TASK PROMPT: Every entry below is to be retyped exactly as it stands.

[Stored items]
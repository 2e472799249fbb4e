use std::result;

use ladder_math::MathError;
use thiserror::Error;

#[derive(Error, Debug)]
pub enum Error {
    /// The operation exists but neither operand kind implements it for the
    /// resolved pairing.
    #[error("{0}")]
    UnsupportedOperation(String),
    /// Neither operand kind is substitutable for the other.
    #[error("{0}")]
    IncomparableTypes(String),
    /// A lossless conversion was requested that the kind ordering does not
    /// license.
    #[error("{0}")]
    ConversionFailure(String),
    /// A constructor was handed arguments that violate its invariants.
    #[error("{0}")]
    ConstructionInvariantViolation(String),
    /// Aggregate operands whose dimensions do not line up.
    #[error("{0}")]
    ShapeMismatch(String),
    #[error("Generic error: {0}")]
    Generic(String),
}

pub type Result<T> = result::Result<T, Error>;

// Convert from ladder_math::MathError to our Error type
impl From<MathError> for Error {
    fn from(err: MathError) -> Self {
        match err {
            MathError::Shape(message) => Error::ShapeMismatch(message),
            other => Error::Generic(other.to_string()),
        }
    }
}
impl From<String> for Error {
    fn from(s: String) -> Self {
        Error::Generic(s)
    }
}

ANSWER FOR THIS EXERCISE:
repository 2e472799249fbb4e
use std::result;

use ladder_math::MathError;
use thiserror::Error;

#[derive(Error, Debug)]
pub enum Error {
    /// The operation exists but neither operand kind implements it for the
    /// resolved pairing.
    #[error("{0}")]
    UnsupportedOperation(String),
    /// Neither operand kind is substitutable for the other.
    #[error("{0}")]
    IncomparableTypes(String),
    /// A lossless conversion was requested that the kind ordering does not
    /// license.
    #[error("{0}")]
    ConversionFailure(String),
    /// A constructor was handed arguments that violate its invariants.
    #[error("{0}")]
    ConstructionInvariantViolation(String),
    /// Aggregate operands whose dimensions do not line up.
    #[error("{0}")]
    ShapeMismatch(String),
    #[error("Generic error: {0}")]
    Generic(String),
}

pub type Result<T> = result::Result<T, Error>;

// Convert from ladder_math::MathError to our Error type
impl From<MathError> for Error {
    fn from(err: MathError) -> Self {
        match err {
            MathError::Shape(message) => Error::ShapeMismatch(message),
            other => Error::Generic(other.to_string()),
        }
    }
}
impl From<String> for Error {
    fn from(s: String) -> Self {
        Error::Generic(s)
    }
}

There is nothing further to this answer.